In order to accomplish that, two years later, beginning in 1989, my life as I knew it would end. Everything that was familiar to me would disappear, as now, I had no choice at all but to follow the path I was intended to follow. I learned that the easiest way to live is to die, is to let die all of the past, to empty the mind of the pain and the suffering of the past and that when all is forgotten, all will be remembered, including the Truth of who you are. It is when all is forgotten that the essence emerges. And face it, if you’re honest with yourself…that can be really hard to do. Every time I think I have completed the task of letting go, of forgiving those in my life who harmed me, who abandoned me, who betrayed me and I have known great betrayal, I find I have more work to do.
But in these days, it is not without the understanding that I chose those circumstances as a path to God, to the truth of who I really am.
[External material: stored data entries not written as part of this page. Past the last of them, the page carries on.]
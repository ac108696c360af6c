//! Puzzle solutions with automatic registration
//!
//! Solutions are organized by year. Each one is an impl block marked with
//! `#[solution(...)]`, which registers its `part_<n>` functions with the
//! runner's plugin table when this crate is linked.

#[cfg(feature = "my-solutions")]
pub mod my_solutions;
I understand the necessity of the wounding and that there was no difference between being sexually abused and being ignored. The wound is the wound. There are no degrees as each person’s wounding is serving the role of the divine.
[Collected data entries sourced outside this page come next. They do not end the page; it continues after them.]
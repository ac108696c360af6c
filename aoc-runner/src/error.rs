//! Error types for the runner library

use std::path::PathBuf;
use thiserror::Error;

/// Error returned by a solution's part callable
#[derive(Debug, Error)]
pub enum SolveError {
    /// The solution failed while computing its answer
    #[error("Solve failed: {0}")]
    Failed(#[source] Box<dyn std::error::Error + Send + Sync>),
    /// The part declares a `logger` parameter but was invoked without one
    #[error("Part {0} requires a logger but none was provided")]
    MissingLogger(u8),
    /// Reading the input handle failed
    #[error("Failed to read input: {0}")]
    Input(#[from] std::io::Error),
}

impl SolveError {
    /// Wrap any error produced inside a solution
    pub fn failed<E>(error: E) -> Self
    where
        E: Into<Box<dyn std::error::Error + Send + Sync>>,
    {
        SolveError::Failed(error.into())
    }
}

/// Error type for resolving a solution or one of its parts
#[derive(Debug, Clone, Error, PartialEq, Eq)]
pub enum LookupError {
    /// No solution class registered for the identifier
    #[error("No solution class '{class}' registered for year {year} problem {problem}")]
    SolutionNotFound {
        year: u16,
        problem: u32,
        class: String,
    },
    /// The solution class exists but has no `part_<n>` callable
    #[error("Solution '{module}' has no callable part_{part}")]
    PartNotFound { module: String, part: u8 },
}

/// Error type for registration failures
#[derive(Debug, Clone, Error, PartialEq, Eq)]
pub enum RegistrationError {
    /// Attempted to register a class for a year-problem combination that already has it
    #[error("Duplicate solution registration for year {year} problem {problem} class '{class}'")]
    Duplicate {
        year: u16,
        problem: u32,
        class: String,
    },
}

/// Error type for a single run
#[derive(Debug, Error)]
pub enum RunError {
    /// The problem directory does not exist
    #[error("Problem directory not found: {}", path.display())]
    ProblemNotFound { path: PathBuf },

    /// A declared dependency directory does not exist
    #[error("Dependency path not found: {}", path.display())]
    DependencyNotFound { path: PathBuf },

    /// Solution or part lookup failed
    #[error(transparent)]
    Lookup(#[from] LookupError),

    /// The input file could not be opened
    #[error("Failed to open input {}: {source}", path.display())]
    Input {
        path: PathBuf,
        #[source]
        source: std::io::Error,
    },

    /// The working directory could not be changed
    #[error("Failed to change working directory to {}: {source}", path.display())]
    WorkingDir {
        path: PathBuf,
        #[source]
        source: std::io::Error,
    },

    /// The solution itself returned an error
    #[error(transparent)]
    Solve(#[from] SolveError),
}

/// Error type for clipboard access
#[derive(Debug, Error)]
#[error("Clipboard unavailable: {0}")]
pub struct ClipboardError(pub String);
As time went by, I learned to distinguish between the real and the unreal and that each of us is unthreatenable, kings and queens on this earth, pretending to be paupers, seeking what cannot be found but what is meant to be realized.
Do you think you have to abandon your life to find Spirit, to find God, to find Truth?
No. You are the truth.
The soul doesn’t lose its connection to the unity of truth-consciousness, to God. It uses the mind as a secondary device to play the game, to enact the process of evolution. It can undergo sexual abuse without being sexual abused. It can pretend to be unloved without being unloved. Do you understand? So with this in mind, you can now see that there truly are no limitations to your life. If there is a limitation, it is the lack of seeing the truth, the lack of understanding of who you are and what you’re doing here. It is your ignorance.
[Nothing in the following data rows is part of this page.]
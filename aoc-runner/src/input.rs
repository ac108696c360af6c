//! Input file handle handed to part callables

use std::fs::File;
use std::io::{self, BufRead, BufReader, Read};
use std::path::{Path, PathBuf};

/// An open, buffered, readable puzzle input
///
/// The underlying file is closed when the handle is dropped.
#[derive(Debug)]
pub struct Input {
    path: PathBuf,
    reader: BufReader<File>,
}

impl Input {
    /// Open the file at `path` for reading
    pub fn open(path: impl AsRef<Path>) -> io::Result<Self> {
        let path = path.as_ref();
        let file = File::open(path)?;
        Ok(Self {
            path: path.to_path_buf(),
            reader: BufReader::new(file),
        })
    }

    /// Path the handle was opened from
    pub fn path(&self) -> &Path {
        &self.path
    }

    /// Read everything that remains into a string
    pub fn read_all(&mut self) -> io::Result<String> {
        let mut contents = String::new();
        self.reader.read_to_string(&mut contents)?;
        Ok(contents)
    }
}

impl Read for Input {
    fn read(&mut self, buf: &mut [u8]) -> io::Result<usize> {
        self.reader.read(buf)
    }
}

impl BufRead for Input {
    fn fill_buf(&mut self) -> io::Result<&[u8]> {
        self.reader.fill_buf()
    }

    fn consume(&mut self, amt: usize) {
        self.reader.consume(amt)
    }
}
//! Dependency directories made available to solutions

use crate::error::RunError;
use crate::logger::Logger;
use serde::Deserialize;
use std::path::{self, Path, PathBuf};

/// A single path or an arbitrarily nested list of paths
///
/// Deserializes from a JSON string or array, e.g. `["shared", ["a", "b"]]`.
#[derive(Debug, Clone, PartialEq, Eq, Deserialize)]
#[serde(untagged)]
pub enum PathSpec {
    Single(PathBuf),
    Nested(Vec<PathSpec>),
}

impl PathSpec {
    /// Flatten into the order paths are declared
    pub fn flatten(&self) -> Vec<&Path> {
        let mut out = Vec::new();
        self.collect_into(&mut out);
        out
    }

    fn collect_into<'a>(&'a self, out: &mut Vec<&'a Path>) {
        match self {
            PathSpec::Single(path) => out.push(path),
            PathSpec::Nested(specs) => {
                for spec in specs {
                    spec.collect_into(out);
                }
            }
        }
    }
}

impl From<PathBuf> for PathSpec {
    fn from(path: PathBuf) -> Self {
        PathSpec::Single(path)
    }
}

impl From<&str> for PathSpec {
    fn from(path: &str) -> Self {
        PathSpec::Single(PathBuf::from(path))
    }
}

impl<T: Into<PathSpec>> From<Vec<T>> for PathSpec {
    fn from(specs: Vec<T>) -> Self {
        PathSpec::Nested(specs.into_iter().map(Into::into).collect())
    }
}

/// Ordered list of dependency directories without duplicates
#[derive(Debug, Clone, Default, PartialEq, Eq)]
pub struct SearchPaths {
    entries: Vec<PathBuf>,
}

impl SearchPaths {
    pub fn new() -> Self {
        Self::default()
    }

    /// Add every path in `spec`, recursing into nested lists
    ///
    /// Each path is checked for existence and the check is logged. The first
    /// missing path stops the walk with [`RunError::DependencyNotFound`];
    /// paths added before it stay added. Relative paths are stored resolved
    /// against the current working directory.
    pub fn add(&mut self, spec: &PathSpec, logger: &Logger) -> Result<(), RunError> {
        match spec {
            PathSpec::Single(path) => self.add_one(path, logger),
            PathSpec::Nested(specs) => {
                for spec in specs {
                    self.add(spec, logger)?;
                }
                Ok(())
            }
        }
    }

    fn add_one(&mut self, path: &Path, logger: &Logger) -> Result<(), RunError> {
        if !path.exists() {
            let err = RunError::DependencyNotFound {
                path: path.to_path_buf(),
            };
            logger.error(&err, &[&"Dependency path not found", &path], &[]);
            return Err(err);
        }
        logger.info(&[&"Found dependency path", &path], &[]);

        let path = path::absolute(path).map_err(|_| RunError::DependencyNotFound {
            path: path.to_path_buf(),
        })?;
        if !self.contains(&path) {
            log::debug!("adding {} to the search path", path.display());
            self.entries.push(path);
        }
        Ok(())
    }

    /// Put `path` at the front unless it is already present
    pub fn prepend(&mut self, path: impl Into<PathBuf>) {
        let path = path.into();
        if !self.contains(&path) {
            self.entries.insert(0, path);
        }
    }

    pub fn contains(&self, path: &Path) -> bool {
        self.entries.iter().any(|p| p == path)
    }

    /// First existing `<dir>/<name>` in search order
    pub fn locate(&self, name: impl AsRef<Path>) -> Option<PathBuf> {
        let name = name.as_ref();
        self.entries
            .iter()
            .map(|dir| dir.join(name))
            .find(|candidate| candidate.exists())
    }

    pub fn iter(&self) -> impl Iterator<Item = &Path> {
        self.entries.iter().map(PathBuf::as_path)
    }

    pub fn len(&self) -> usize {
        self.entries.len()
    }

    pub fn is_empty(&self) -> bool {
        self.entries.is_empty()
    }
}
/// Macro for prefixed status logging to stderr (only when stderr is a terminal).
///
/// Usage:
/// ```ignore
/// log_status!("ssh", "[{}]$ {}", target, command);
/// log_status!("pipeline", "Stage {} skipped: {}", stage, reason);
/// ```
#[macro_export]
macro_rules! log_status {
    ($prefix:expr, $($arg:tt)*) => {
        if ::std::io::IsTerminal::is_terminal(&::std::io::stderr()) {
            eprintln!(concat!("[", $prefix, "] {}"), format_args!($($arg)*));
        }
    };
}

pub mod core;
pub mod output;
pub mod utils;

// Re-export everything from core for ergonomic library use
// Users can write `deploy_manager::pipeline` instead of `deploy_manager::core::pipeline`
pub use core::*;
pub use utils::*;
This is why becoming conscious is so important. It is the only way to see through the veil that you deliberately created to become what you are intended to become. Why do you believe that consciousness is not found in the material, in physical form? Because that is what you have been taught. And that is what you learned. Now, it’s time to learn something else, to learn the Truth of who you are and what you are doing here.
And if I could summarize, there is no doubt at all that the intention of the process for the individual, for you, is the creation of heaven on earth, right in the middle of the suffering. For me, that is what I have done with my life. I have fulfilled all of my dreams, so, I create new ones and realize that the pain and the suffering of my life were the real illusions.
Heaven is real. Heaven is here, for this is the purpose of the earth itself. The finite is comprised of the infinite. The physical, the material, is comprised of the metaphysical. And if you can grasp this one, your suffering is comprised of the love that created it as a tool of awakening.
I’d like to end this message with the following quote from Aurobindo’s “Savitri.”
“Here Matter seems to mould the body’s life
And the soul follows where its nature drives.
Nature and Fate compel his free will’s choice.
But greater spirits this balance can reverse
And make the soul the artist of its fate.
This is the mystic truth that our ignorance hides:
Doom is the passage for our inborn force,
Our ordeal is the hidden spirit’s choice.”
If you don’t like what’s happened to you, then ask yourself, “What did I choose this?”
Your mind is not going to like that one! But your soul will rejoice.